The Ethics Of Beliefs By William James

846 Words Apr 27th, 2016 4 Pages
Belief can be best described as confidence in the truth. Throughout the centuries, philosophers have argued over support for religious beliefs. Some, like W.K. Clifford, claim that beliefs need evidence and reason behind them. Others, like William James, would offer a philosophical justification for religious faith, and would argue against evidence and reason behind beliefs. After reading both sides of the argument, I lean towards James’s philosophical justification the most due to the fact that I too would argue against evidence and reason behind beliefs.
In W.K. Clifford’s, The Ethics of Beliefs, he argues for evidentialism. Evidentialism is described as the view that we should not accept a particular claim as true unless we have good evidence for it (Clifford 359). According to Clifford, it is wrong to believe anything upon insufficient evidence. Evidence comes before belief which comes before action. He uses the example of a ship-owner that let his actions be guided by his beliefs which had no sufficient evidence.
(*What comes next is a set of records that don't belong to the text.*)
//! # Portfolio Optimizers
//!
//! $$
//! \min_{\mathbf{w}} \ \mathbf{w}^\top \Sigma \mathbf{w}
//! \quad \text{s.t.} \quad \mathbf{1}^\top \mathbf{w} = 1
//! $$
//!
//! Minimum-variance and volatility-scaled allocators over a covariance matrix.

use argmin::core::CostFunction;
use argmin::core::Executor;
use argmin::solver::neldermead::NelderMead;
use nalgebra::DMatrix;
use nalgebra::DVector;

use super::types::PortfolioResult;
use super::types::empty_result;

fn dot(a: &[f64], b: &[f64]) -> f64 {
  a.iter().zip(b.iter()).map(|(x, y)| x * y).sum()
}

fn mat_vec_mul(mat: &[Vec<f64>], v: &[f64]) -> Vec<f64> {
  mat
    .iter()
    .map(|row| row.iter().zip(v.iter()).map(|(a, b)| a * b).sum())
    .collect()
}

fn softmax(x: &[f64]) -> Vec<f64> {
  if x.is_empty() {
    return Vec::new();
  }

  let max_x = x.iter().cloned().fold(f64::NEG_INFINITY, f64::max);
  let exps: Vec<f64> = x.iter().map(|&v| (v - max_x).exp()).collect();
  let sum: f64 = exps.iter().sum();

  if sum < 1e-15 {
    vec![1.0 / x.len() as f64; x.len()]
  } else {
    exps.iter().map(|&e| e / sum).collect()
  }
}

/// Volatility `sqrt(w' Σ w)` of a weight vector.
pub fn portfolio_volatility(w: &[f64], cov: &[Vec<f64>]) -> f64 {
  dot(w, &mat_vec_mul(cov, w)).max(0.0).sqrt()
}

fn finish(weights: Vec<f64>, cov: &[Vec<f64>]) -> PortfolioResult {
  let volatility = portfolio_volatility(&weights, cov);
  PortfolioResult {
    weights,
    volatility,
  }
}

/// Long-only minimum-variance weights on the simplex.
///
/// Weights are parametrised through a softmax and the variance is minimised
/// with Nelder-Mead; the optimizer falls back to inverse-variance weights if
/// the solver cannot be built or fails.
pub fn optimize_min_variance(cov: &[Vec<f64>]) -> PortfolioResult {
  let n = cov.len();
  if n == 0 {
    return empty_result();
  }
  if n == 1 {
    return finish(vec![1.0], cov);
  }

  struct VarianceCost {
    cov: Vec<Vec<f64>>,
  }

  impl CostFunction for VarianceCost {
    type Param = Vec<f64>;
    type Output = f64;

    fn cost(&self, x: &Self::Param) -> Result<Self::Output, argmin::core::Error> {
      let w = softmax(x);
      let sigma_w = mat_vec_mul(&self.cov, &w);
      Ok(dot(&w, &sigma_w))
    }
  }

  let cost = VarianceCost { cov: cov.to_vec() };

  let x0 = vec![0.0; n];
  let mut simplex = Vec::with_capacity(n + 1);
  simplex.push(x0.clone());
  for i in 0..n {
    let mut point = x0.clone();
    point[i] = 1.0;
    simplex.push(point);
  }

  let w = match NelderMead::new(simplex).with_sd_tolerance(1e-12) {
    Ok(solver) => {
      match Executor::new(cost, solver)
        .configure(|state| state.max_iters(5000))
        .run()
      {
        Ok(res) => {
          let best_x = res.state.best_param.unwrap_or(x0);
          softmax(&best_x)
        }
        Err(_) => inverse_variance_weights(cov),
      }
    }
    Err(_) => inverse_variance_weights(cov),
  };

  finish(w, cov)
}

/// Unconstrained (long-short) minimum-variance weights
/// `Σ⁻¹1 / 1'Σ⁻¹1`, solved through a Cholesky factorisation.
///
/// Returns `None` when the covariance is not positive definite.
pub fn min_variance_closed_form(cov: &[Vec<f64>]) -> Option<PortfolioResult> {
  let n = cov.len();
  if n == 0 {
    return Some(empty_result());
  }

  let sigma = DMatrix::from_fn(n, n, |i, j| {
    cov
      .get(i)
      .and_then(|row| row.get(j))
      .copied()
      .unwrap_or(0.0)
  });
  let chol = sigma.cholesky()?;
  let x = chol.solve(&DVector::from_element(n, 1.0));
  let total = x.sum();
  if !total.is_finite() || total.abs() < 1e-15 {
    return None;
  }

  let w: Vec<f64> = x.iter().map(|v| v / total).collect();
  Some(finish(w, cov))
}

fn inverse_variance_weights(cov: &[Vec<f64>]) -> Vec<f64> {
  scaled_inverse(cov, |var| var)
}

fn scaled_inverse(cov: &[Vec<f64>], scale: impl Fn(f64) -> f64) -> Vec<f64> {
  let n = cov.len();
  let inv: Vec<f64> = (0..n)
    .map(|i| {
      let s = scale(cov[i].get(i).copied().unwrap_or(0.0).max(0.0));
      if s > 1e-15 { 1.0 / s } else { 0.0 }
    })
    .collect();
  let sum: f64 = inv.iter().sum();

  if sum < 1e-15 {
    vec![1.0 / n as f64; n]
  } else {
    inv.iter().map(|v| v / sum).collect()
  }
}

/// Weights proportional to inverse asset volatility.
pub fn optimize_inverse_vol(cov: &[Vec<f64>]) -> PortfolioResult {
  if cov.is_empty() {
    return empty_result();
  }
  finish(scaled_inverse(cov, f64::sqrt), cov)
}

#[cfg(test)]
mod tests {
  use approx::assert_relative_eq;

  use super::*;

  fn diagonal() -> Vec<Vec<f64>> {
    vec![vec![0.04, 0.0], vec![0.0, 0.01]]
  }

  #[test]
  fn closed_form_on_diagonal_is_inverse_variance() {
    let result = min_variance_closed_form(&diagonal()).unwrap();
    assert_relative_eq!(result.weights[0], 0.2, epsilon = 1e-12);
    assert_relative_eq!(result.weights[1], 0.8, epsilon = 1e-12);
    assert_relative_eq!(result.volatility, (0.04f64 * 0.01 / 0.05).sqrt(), epsilon = 1e-12);
  }

  #[test]
  fn closed_form_rejects_singular_covariance() {
    let singular = vec![vec![1.0, 1.0], vec![1.0, 1.0]];
    assert!(min_variance_closed_form(&singular).is_none());
  }

  #[test]
  fn long_only_min_variance_sums_to_one() {
    let cov = vec![
      vec![0.04, 0.01, 0.0],
      vec![0.01, 0.09, 0.02],
      vec![0.0, 0.02, 0.16],
    ];
    let result = optimize_min_variance(&cov);

    let sum_w: f64 = result.weights.iter().sum();
    assert!((sum_w - 1.0).abs() < 1e-9);
    assert!(result.weights.iter().all(|w| *w >= 0.0));
    assert!(result.weights[0] > result.weights[2]);
  }

  #[test]
  fn long_only_matches_closed_form_when_interior() {
    let long_only = optimize_min_variance(&diagonal());
    assert_relative_eq!(long_only.weights[0], 0.2, epsilon = 1e-3);
    assert_relative_eq!(long_only.weights[1], 0.8, epsilon = 1e-3);
  }

  #[test]
  fn inverse_vol_weights() {
    let result = optimize_inverse_vol(&diagonal());
    assert_relative_eq!(result.weights[0], 1.0 / 3.0, epsilon = 1e-12);
    assert_relative_eq!(result.weights[1], 2.0 / 3.0, epsilon = 1e-12);
  }

  #[test]
  fn optimizers_handle_empty_inputs() {
    assert!(optimize_min_variance(&[]).weights.is_empty());
    assert!(optimize_inverse_vol(&[]).weights.is_empty());
    assert_eq!(min_variance_closed_form(&[]).unwrap().volatility, 0.0);
  }
}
Clifford describes the ship-owner’s feelings as, “Doubts had been suggested to him that possibly she was not seaworthy”, however, “He said to himself that she had gone safely through so many voyages and weathered so many storms that it was idle to suppose she would not come safely home from this trip also” (359). The ship ended up sinking killing everyone on board and leaving the ship-owner to blame. Clifford says that even if the ship did not sink the…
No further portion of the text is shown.